_Assigned task_.
From the data below, set down exactly the lines between the one holding "tracing_subscriber::EnvFilter::try_from_default_env()" and the one holding "init_tracing();", inclusive, and no others.

[Items from a dataset]
- - - -
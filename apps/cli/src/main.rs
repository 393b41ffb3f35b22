use std::{
    path::PathBuf,
    time::{Duration, Instant},
};

use anyhow::Result;
use clap::{Parser, ValueEnum};
use console::style;
use indicatif::{ProgressBar, ProgressStyle};
use swingcoach_core::{
    Analyzer, AnalyzerConfig, FfmpegVideo, FrameSampler, GeminiClient, Provider, Sport,
    StaticCoachDirectory, format_report_readable,
};
use tracing_subscriber::{layer::SubscriberExt, util::SubscriberInitExt};

fn format_duration(d: Duration) -> String {
    let secs = d.as_secs_f64();
    if secs < 60.0 {
        format!("{:.1}s", secs)
    } else {
        format!("{:.0}m {:.0}s", secs / 60.0, secs % 60.0)
    }
}

/// CLI wrapper for Sport enum (needed for clap ValueEnum)
#[derive(Clone, Copy, Default, ValueEnum)]
enum CliSport {
    #[default]
    Tennis,
    Pickleball,
    Golf,
    Badminton,
    TableTennis,
    Padel,
    Baseball,
    Basketball,
}

impl From<CliSport> for Sport {
    fn from(cli: CliSport) -> Self {
        match cli {
            CliSport::Tennis => Sport::Tennis,
            CliSport::Pickleball => Sport::Pickleball,
            CliSport::Golf => Sport::Golf,
            CliSport::Badminton => Sport::Badminton,
            CliSport::TableTennis => Sport::TableTennis,
            CliSport::Padel => Sport::Padel,
            CliSport::Baseball => Sport::Baseball,
            CliSport::Basketball => Sport::Basketball,
        }
    }
}

#[derive(Parser)]
#[command(name = "swingcoach")]
#[command(about = "Sample frames from a sports clip and get an AI coaching review")]
struct Cli {
    /// Path to the video clip
    video: PathBuf,

    /// Sport shown in the clip
    #[arg(short, long, default_value = "tennis")]
    sport: CliSport,

    /// Gemini model (overrides SWINGCOACH_MODEL)
    #[arg(short, long)]
    model: Option<String>,

    /// Seconds to wait for each seek (overrides SWINGCOACH_SEEK_TIMEOUT_SECS)
    #[arg(long, value_parser = clap::value_parser!(u64).range(1..))]
    seek_timeout_secs: Option<u64>,

    /// Print the report as JSON instead of markdown
    #[arg(long)]
    json: bool,
}

fn create_spinner(msg: &str) -> ProgressBar {
    let pb = ProgressBar::new_spinner();
    pb.set_style(
        ProgressStyle::default_spinner()
            .tick_chars("⠁⠂⠄⡀⢀⠠⠐⠈ ")
            .template("{spinner:.cyan} {msg}")
            .unwrap(),
    );
    pb.set_message(msg.to_string());
    pb.enable_steady_tick(Duration::from_millis(80));
    pb
}

const DEFAULT_LOG_FILTER: &str = "swingcoach=info,swingcoach_core=info";

fn init_tracing() {
    tracing_subscriber::registry()
        .with(
            tracing_subscriber::EnvFilter::try_from_default_env()
                .unwrap_or_else(|_| DEFAULT_LOG_FILTER.into()),
        )
        .with(tracing_subscriber::fmt::layer().with_writer(std::io::stderr))
        .init();
}

#[tokio::main]
async fn main() -> Result<()> {
    dotenvy::dotenv().ok();
    init_tracing();

    let cli = Cli::parse();
    let sport: Sport = cli.sport.into();

    // Validate configuration early
    let mut config = match AnalyzerConfig::from_env(Provider::Gemini) {
        Ok(config) => config,
        Err(e) => {
            eprintln!("{} {}", style("Error:").red().bold(), e);
            std::process::exit(1);
        }
    };
    if let Some(model) = cli.model {
        config.model = model;
    }
    if let Some(secs) = cli.seek_timeout_secs {
        config.seek_timeout = Duration::from_secs(secs);
    }
    tracing::info!(model = %config.model, seek_timeout = ?config.seek_timeout, "loaded configuration");

    let analyzer = Analyzer::new(
        FrameSampler::new(config.seek_timeout),
        GeminiClient::new(&config)?,
        StaticCoachDirectory,
    );

    eprintln!(
        "\n{}  {}\n",
        style("swingcoach").cyan().bold(),
        style(format!("{} Technique Review", sport)).dim()
    );
    eprintln!("{}", style("─".repeat(60)).dim());

    let total_start = Instant::now();

    // Step 1: Sample frames
    let step_start = Instant::now();
    let mut video = FfmpegVideo::open(&cli.video)?;
    let spinner = create_spinner("Sampling frames...");
    let frames = match analyzer.sample(&mut video).await {
        Ok(frames) => frames,
        Err(e) => {
            spinner.finish_and_clear();
            return Err(e.into());
        }
    };
    let total_bytes: usize = frames.iter().map(|f| f.len()).sum();
    spinner.finish_with_message(format!(
        "{} Sampled {} frames ({} KB) {}",
        style("✓").green().bold(),
        frames.as_slice().len(),
        total_bytes / 1024,
        style(format!("[{}]", format_duration(step_start.elapsed()))).dim()
    ));

    // Step 2: Ask the model
    let step_start = Instant::now();
    let spinner = create_spinner(&format!(
        "Analyzing {} technique with {}...",
        sport,
        analyzer.model_name()
    ));
    let answer = match analyzer.ask(sport, &frames).await {
        Ok(answer) => answer,
        Err(e) => {
            spinner.finish_and_clear();
            return Err(e.into());
        }
    };
    spinner.finish_with_message(format!(
        "{} Analysis received ({} sources) {}",
        style("✓").green().bold(),
        answer.citations.len(),
        style(format!("[{}]", format_duration(step_start.elapsed()))).dim()
    ));

    // Step 3: Classify
    let report = analyzer.report(sport, &frames, &answer);
    eprintln!(
        "{} Sorted sources: {} videos, {} places, {} coaches",
        style("✓").green().bold(),
        style(report.result.videos.len()).yellow(),
        style(report.result.places.len()).yellow(),
        style(report.result.coaches.len()).yellow()
    );

    eprintln!(
        "\n{} {}\n",
        style("Total time:").dim(),
        style(format_duration(total_start.elapsed())).cyan().bold()
    );
    eprintln!("{}", style("─".repeat(60)).dim());

    if cli.json {
        println!("{}", serde_json::to_string_pretty(&report)?);
    } else {
        println!("{}", format_report_readable(&report));
    }

    Ok(())
}

#[cfg(test)]
mod tests {
    use super::*;

    #[test]
    fn zero_seek_timeout_is_rejected() {
        let result = Cli::try_parse_from(["swingcoach", "clip.mp4", "--seek-timeout-secs", "0"]);
        assert!(result.is_err());
    }

    #[test]
    fn positive_seek_timeout_is_accepted() {
        let cli = Cli::try_parse_from(["swingcoach", "clip.mp4", "--seek-timeout-secs", "3"])
            .unwrap();
        assert_eq!(cli.seek_timeout_secs, Some(3));
    }

    #[test]
    fn default_log_filter_is_info() {
        assert!(tracing_subscriber::EnvFilter::try_new(DEFAULT_LOG_FILTER).is_ok());
        assert!(DEFAULT_LOG_FILTER.starts_with("swingcoach=info"));
    }
}
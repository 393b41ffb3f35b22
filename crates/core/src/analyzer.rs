use tracing::info;

use crate::{
    classifier::classify,
    coaches::{CoachDirectory, compose_coaches},
    error::Result,
    gemini::CoachingModel,
    sampler::FrameSampler,
    sport::Sport,
    types::{AnalysisReport, FrameSequence, ModelAnswer},
    video::VideoAsset,
};

/// Sample → ask the model → classify. Every call builds a fresh report.
pub struct Analyzer<M, D> {
    sampler: FrameSampler,
    model: M,
    directory: D,
}

impl<M: CoachingModel, D: CoachDirectory> Analyzer<M, D> {
    pub fn new(sampler: FrameSampler, model: M, directory: D) -> Self {
        Self {
            sampler,
            model,
            directory,
        }
    }

    pub fn model_name(&self) -> &str {
        self.model.model_name()
    }

    pub async fn sample<V: VideoAsset + ?Sized>(&self, video: &mut V) -> Result<FrameSequence> {
        Ok(self.sampler.sample(video).await?)
    }

    pub async fn ask(&self, sport: Sport, frames: &FrameSequence) -> Result<ModelAnswer> {
        self.model.analyze(sport, frames).await
    }

    pub fn report(&self, sport: Sport, frames: &FrameSequence, answer: &ModelAnswer) -> AnalysisReport {
        let result = classify(&answer.text, &answer.citations);
        info!(
            videos = result.videos.len(),
            places = result.places.len(),
            coaches = result.coaches.len(),
            dropped = answer.citations.len()
                - result.videos.len()
                - result.places.len()
                - result.coaches.len(),
            "classified citations"
        );

        let coaches = compose_coaches(&result.coaches, self.directory.featured_coaches(sport));

        AnalysisReport {
            sport,
            model: self.model.model_name().to_string(),
            frame_count: frames.as_slice().len(),
            result,
            coaches,
        }
    }

    pub async fn run<V: VideoAsset + ?Sized>(
        &self,
        video: &mut V,
        sport: Sport,
    ) -> Result<AnalysisReport> {
        let frames = self.sample(video).await?;
        let answer = self.ask(sport, &frames).await?;
        Ok(self.report(sport, &frames, &answer))
    }
}
#![allow(dead_code)]

use std::time::Duration;

use async_trait::async_trait;
use image::{Rgba, RgbaImage};
use swingcoach_core::{
    AnalysisError, CoachingModel, FrameSequence, ModelAnswer, SampleError, Sport, VideoAsset,
    VideoMetadata,
};

#[derive(Clone, Copy)]
pub enum SeekBehaviour {
    Land,
    Fail,
    Hang,
}

/// In-memory video whose seeks follow a script.
pub struct ScriptedVideo {
    pub metadata: Option<VideoMetadata>,
    pub picture_size: (u32, u32),
    pub script: Vec<SeekBehaviour>,
    pub seeks: Vec<Duration>,
    pub release_count: usize,
    current: Option<RgbaImage>,
}

impl ScriptedVideo {
    pub fn new(duration_secs: f64, width: u32, height: u32) -> Self {
        Self {
            metadata: Some(VideoMetadata {
                duration_secs,
                width,
                height,
            }),
            picture_size: (width, height),
            script: Vec::new(),
            seeks: Vec::new(),
            release_count: 0,
            current: None,
        }
    }

    pub fn unloadable() -> Self {
        Self {
            metadata: None,
            ..Self::new(1.0, 1, 1)
        }
    }

    pub fn with_script(mut self, script: Vec<SeekBehaviour>) -> Self {
        self.script = script;
        self
    }
}

#[async_trait]
impl VideoAsset for ScriptedVideo {
    async fn metadata(&mut self) -> Result<VideoMetadata, SampleError> {
        self.metadata.ok_or(SampleError::Load {
            reason: "unsupported codec".to_string(),
        })
    }

    async fn seek(&mut self, at: Duration) -> Result<(), SampleError> {
        let index = self.seeks.len();
        self.seeks.push(at);

        match self.script.get(index).copied().unwrap_or(SeekBehaviour::Land) {
            SeekBehaviour::Land => {
                let shade = (index as u8).wrapping_mul(60);
                let (w, h) = self.picture_size;
                self.current = Some(RgbaImage::from_pixel(w, h, Rgba([shade, 120, 200, 255])));
                Ok(())
            }
            SeekBehaviour::Fail => Err(SampleError::Seek {
                at_secs: at.as_secs_f64(),
                reason: "decoder error".to_string(),
            }),
            SeekBehaviour::Hang => std::future::pending().await,
        }
    }

    fn current_frame(&self) -> Result<RgbaImage, SampleError> {
        self.current.clone().ok_or(SampleError::Load {
            reason: "nothing decoded".to_string(),
        })
    }

    fn release(&mut self) {
        self.release_count += 1;
        self.current = None;
    }
}

/// Model that answers with a canned response.
pub struct CannedModel {
    pub answer: Result<ModelAnswer, String>,
}

#[async_trait]
impl CoachingModel for CannedModel {
    fn model_name(&self) -> &str {
        "canned-model"
    }

    async fn analyze(
        &self,
        _sport: Sport,
        frames: &FrameSequence,
    ) -> Result<ModelAnswer, AnalysisError> {
        assert_eq!(frames.as_slice().len(), 4);
        self.answer
            .clone()
            .map_err(|message| AnalysisError::ApiStatus {
                status: 500,
                message,
            })
    }
}
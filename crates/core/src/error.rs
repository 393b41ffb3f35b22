use std::time::Duration;

use thiserror::Error;

use crate::config::ConfigError;

#[derive(Error, Debug)]
pub enum SampleError {
    #[error("Video failed to load: {reason}")]
    Load { reason: String },

    #[error("Seek to {at_secs:.2}s failed: {reason}")]
    Seek { at_secs: f64, reason: String },

    #[error("Seek to {at_secs:.2}s did not land within {timeout:?}")]
    SeekTimeout { at_secs: f64, timeout: Duration },

    #[error("Frame encoding failed: {0}")]
    Encode(#[from] image::ImageError),

    #[error("IO error: {0}")]
    IoError(#[from] std::io::Error),
}

#[derive(Error, Debug)]
pub enum AnalysisError {
    #[error("Frame sampling failed: {0}")]
    Sample(#[from] SampleError),

    #[error(transparent)]
    Config(#[from] ConfigError),

    #[error("API request failed: {0}")]
    ApiError(#[from] reqwest::Error),

    #[error("API returned {status}: {message}")]
    ApiStatus { status: u16, message: String },

    #[error("JSON parse error: {0}")]
    JsonError(#[from] serde_json::Error),

    #[error("Invalid API response: {reason}")]
    InvalidResponse { reason: String },
}

pub type Result<T> = std::result::Result<T, AnalysisError>;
- - - -
_Your solution_.
            tracing_subscriber::EnvFilter::try_from_default_env()
                .unwrap_or_else(|_| DEFAULT_LOG_FILTER.into()),
        )
        .with(tracing_subscriber::fmt::layer().with_writer(std::io::stderr))
        .init();
}

#[tokio::main]
async fn main() -> Result<()> {
    dotenvy::dotenv().ok();
    init_tracing();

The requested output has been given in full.